Canada's selective sanctions are clearly no match for the junta's $7.9 billion annual income -- indeed, even the United States' more stringent policies fall short of starving the SPDC. Occasionally the SPDC grants Suu Kyi her freedom -- aid trickles in, until the coffers are filled - then she is re-sentenced, and foreign aid withdrawn.

Suu Kyi's latest sentence was extended by another year last November. Her phone was reported disconnected, and Democratic Party leaders said they had been barred from visiting since May.

On January 2nd, 2005, two days before Burma's 57th independence day, the SPDC released 5,588 prisoners. Among the prisoners were eight Democratic Party members, at least nine other political prisoners, and journalist Zaw Thet Htwee, 38, sentenced to death for treason in 2003.

Progress in Burma is painstaking, advances intermittent and forced; too often they amount to no more than jest, a minimum response to persistent critical dissent. However, and albeit silently, Burma's popular longing for democracy lives on.
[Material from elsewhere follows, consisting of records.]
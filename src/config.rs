use serde::Deserialize;

#[derive(Debug, Clone, Deserialize)]
pub struct JwtConfig {
    pub secret: String,
    pub issuer: String,
    pub audience: String,
    pub ttl_minutes: i64,
}

/// How a bulk fetch treats records that fail to decode: drop them with a
/// warning, or fail the whole fetch.
#[derive(Debug, Clone, Copy, PartialEq, Eq, Default, Deserialize)]
#[serde(rename_all = "lowercase")]
pub enum DecodePolicy {
    #[default]
    Lenient,
    Strict,
}

#[derive(Debug, Clone, Deserialize)]
pub struct AppConfig {
    pub database_url: String,
    pub jwt: JwtConfig,
    pub decode_policy: DecodePolicy,
}

impl AppConfig {
    pub fn from_env() -> anyhow::Result<Self> {
        let database_url = std::env::var("DATABASE_URL")?;
        let jwt = JwtConfig {
            secret: std::env::var("JWT_SECRET")?,
            issuer: std::env::var("JWT_ISSUER").unwrap_or_else(|_| "hype".into()),
            audience: std::env::var("JWT_AUDIENCE").unwrap_or_else(|_| "hype-users".into()),
            ttl_minutes: std::env::var("JWT_TTL_MINUTES")
                .ok()
                .and_then(|v| v.parse::<i64>().ok())
                .unwrap_or(60),
        };
        let decode_policy = std::env::var("RECORD_DECODE_POLICY")
            .ok()
            .map(|v| {
                if v.eq_ignore_ascii_case("strict") {
                    DecodePolicy::Strict
                } else {
                    DecodePolicy::Lenient
                }
            })
            .unwrap_or_default();
        Ok(Self {
            database_url,
            jwt,
            decode_policy,
        })
    }
}
use axum::async_trait;
use uuid::Uuid;

/// Source of the caller's authenticated identity id. The HTTP layer adapts
/// the verified token subject through [`FixedIdentity`]; tests use the same
/// adapter to simulate signed-in and signed-out callers.
#[async_trait]
pub trait IdentityProvider: Send + Sync {
    /// `Ok(None)` when nobody is signed in; `Err` when the lookup itself fails.
    async fn current_identity_id(&self) -> anyhow::Result<Option<Uuid>>;
}

/// Identity provider with a known, fixed answer.
#[derive(Debug, Clone, Copy)]
pub struct FixedIdentity(pub Option<Uuid>);

#[async_trait]
impl IdentityProvider for FixedIdentity {
    async fn current_identity_id(&self) -> anyhow::Result<Option<Uuid>> {
        Ok(self.0)
    }
}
It is unlikely that the SPDC will simply repent, and despite the UN's observances of increased openness of SPDC officials over the past few months, their behavior since the tsunami calls optimism into question.

It is impossible to know the full extent of Burma's suffering -- pre- or post-tsunami -- just as we may never know exactly how many Burmese lives it claimed. In the meantime, tsunami relief funds have been withheld from Burma, with efforts concentrated on Burmese refugee camps in Thailand instead.

As for the peacekeepers distributing aid rations, several reports out of Southern Thailand have accused them of "structural discrimination" against the illegal Burmese population in the region. It is believed that some 120,000 Burmese migrant workers in Thailand have been affected by the disaster.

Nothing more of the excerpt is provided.